After about an hour, Adam stopped to drink from a tributary to the stream he had used to make his escape.  He bent down and retrieved some water with his water bottle and began the purifying process.

“Hey, who are you?” asked a male voice.

Adam closed his eyes and counted to ten, hoping whomever it was would just move on, but he was not so lucky.

“You new here?” asked the male voice again.

Adam opened his eyes and turned to face the voice.  The voice belonged to a man in his late middle age that was built like a man barely out of his prime.  Black curly hair ran down his back and the man’s ebony skin glistened with a fresh coat of sweat.  The man held a long tree branch with both hands.  He began swinging it through a series of very practiced motions, at times spinning it so fast that Adam could hear the branch whistle through the air.  Abruptly the branch stopped moving.

The man smiled at his audience.  “Do you ever speak?  Me, I speak all the time.”  He held out his branch in his left hand then chucked to his right.  “Sometimes in actions instead of words.”  The man waited for Adam, but when Adam didn’t respond the man continued.  “I thought you might like my joke.  I guess not.  Did they remove your vocal box, your humor, or both?”

“They definitely left my vocal box,” Adam said.  “Now if what you did there was humor, well, I better go complain about cruel and inhuman punishment.”

“Got you worried about what they did to you?” asked the man with a smile on his face.

“No, for you.  They must have ripped out your funny bone before dropping you off here,” Adam replied.  He noticed the man frown for a moment and that made Adam worry.  Adam knew he would provide less trouble than that tree branch.  He felt relieved when the frown flipped upside down and the man began to laugh.

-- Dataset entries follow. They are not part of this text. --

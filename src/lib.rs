//! Deterministic, event-driven simulator of a single-symbol limit-order-book
//! exchange populated by heterogeneous trading agents.
//!
//! The kernel owns virtual time and routes latency-stamped messages between
//! agents; the exchange agent owns the price-time-priority book and speaks
//! the order protocol; everything else observes through the event bus.

pub mod agents;
pub mod api;
pub mod config;
pub mod events;
pub mod kernel;
pub mod latency;
pub mod logging;
pub mod messages;
pub mod order_book;
pub mod queue;
pub mod scenarios;
pub mod sim_engine;

pub use kernel::Kernel;
pub use messages::{AgentId, Message, MessagePayload, MessageType, Side, SimulatorApi};
pub use order_book::{L2Snapshot, LimitOrder, OrderBook};
pub use sim_engine::SimEngine;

“You’re funny there guy,” said the man.  He walked through the underbrush and thrust out his hand.  “The name is Hannoush Liszt.”

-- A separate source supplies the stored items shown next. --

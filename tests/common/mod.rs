//! Shared helpers for integration tests: a scripted trader that fires
//! pre-planned messages at fixed virtual times, and a bus recorder.

use std::cell::RefCell;
use std::rc::Rc;

use lobsim::agents::Agent;
use lobsim::events::{EventListener, SimEvent};
use lobsim::messages::{AgentId, Message, MessagePayload, MessageType, SimulatorApi};

/// One pre-planned outbound message.
pub struct ScriptedSend {
    pub at_ns: u64,
    pub kind: MessageType,
    pub payload: MessagePayload,
}

/// A message as seen by a recipient: (kind, delivery time, payload).
pub type ReceivedLog = Rc<RefCell<Vec<(MessageType, u64, MessagePayload)>>>;

/// Trader that sends scripted messages to the exchange and records
/// everything it receives.
pub struct ScriptedTrader {
    id: AgentId,
    name: String,
    script: Vec<ScriptedSend>,
    pub received: ReceivedLog,
}

impl ScriptedTrader {
    pub fn new(id: AgentId, script: Vec<ScriptedSend>) -> (Box<Self>, ReceivedLog) {
        let received: ReceivedLog = Rc::new(RefCell::new(Vec::new()));
        let trader = Box::new(Self {
            id,
            name: format!("scripted-{id}"),
            script,
            received: received.clone(),
        });
        let log = trader.received.clone();
        (trader, log)
    }
}

impl Agent for ScriptedTrader {
    fn id(&self) -> AgentId {
        self.id
    }

    fn name(&self) -> &str {
        &self.name
    }

    fn on_start(&mut self, sim: &mut dyn SimulatorApi) {
        for send in &self.script {
            sim.wakeup(self.id, send.at_ns);
        }
    }

    fn on_wakeup(&mut self, sim: &mut dyn SimulatorApi, now_ns: u64) {
        let exchange = sim.exchange_id();
        let script = std::mem::take(&mut self.script);
        let (due, rest): (Vec<_>, Vec<_>) = script.into_iter().partition(|s| s.at_ns <= now_ns);
        self.script = rest;
        for send in due {
            sim.send(self.id, exchange, send.kind, send.payload);
        }
    }

    fn on_message(&mut self, _sim: &mut dyn SimulatorApi, msg: &Message) {
        self.received
            .borrow_mut()
            .push((msg.msg_type, msg.at, msg.payload.clone()));
    }
}

/// Bus listener that records every event it sees.
pub struct BusRecorder {
    pub events: Rc<RefCell<Vec<SimEvent>>>,
}

impl BusRecorder {
    pub fn new() -> (Box<Self>, Rc<RefCell<Vec<SimEvent>>>) {
        let events = Rc::new(RefCell::new(Vec::new()));
        (
            Box::new(Self {
                events: events.clone(),
            }),
            events,
        )
    }
}

impl EventListener for BusRecorder {
    fn on_event(&mut self, event: &SimEvent) {
        self.events.borrow_mut().push(event.clone());
    }
}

Adam took the offered hand.  “I’m Adam Durst.  I’m the resident xenobiologist.”  Hannoush didn’t crush his hand, but Adam knew Hannoush could have yanked Adam’s arm right out of its socket.  While he couldn’t match for strength, Adam never lost eye contact.

“I’m the resident head lifer,” said Hannoush.  “And last I checked you are one of us, but you live on the other side of the fence.  I’m not sure how I think about that” Hannoush let go of Adam’s hand and folded his arms.

“Like I said, I am the resident xenobiologist.  And I am a lifer.  They let me do my work for my supper,” Adam said unapologetically.

Hannoush nodded.  “That’s good.  You work for your supper.”  Hannoush walked back to his branch and picked it up.  Adam waited, not knowing how to respond to that.  Hannoush turned back to Adam.  “I work for my supper too.  Oh, and also my lunch and my breakfast,” Hannoush broke the branch across his knee.  He pointed one of the splintered ends at Adam.   “We are making everything from scratch and the scraps from your side of the wall, so don’t tell me about working for your supper.”  Hannoush dropped the two pieces of wood and began to walk away.

Adam felt extremely guilty, and it was equally extremely unusual.  “Yeah, you’re right.  I overstepped there.  I seem to have a habit of that.”

Hannoush stopped mid step and laughed.  Hannoush turned and looked at Adam again, as if for the first time.  “I honestly think you mean it,” Hannoush said.  Adam was about to speak up, but Hannoush held up his hand to stop him.  “Reading people is my gift and my curse.  That and having a perfect memory.”  A loud whistle sounded in the distance.  “That is my warning.  I get to play by myself for a bit every now and then, but most of my time is devoted to our side’s survival.  Remember that if you run into anymore of our kind.  They won’t take kindly to anyone who is not with us.”  With that Hannoush took off at a full run in the direction of the whistle.  Soon Hannoush was out of Adam’s sight.

Adam suddenly had a case of not wanting to be alone.  He brought up his digital bread crumbs and began picking his way back to the fence.  After a bit of hiking, a large boom, sounded from the direction of the whistle, reverberated in the forest.  Adam broke into a run of his own.  Those walls never looked so good when they came into sight.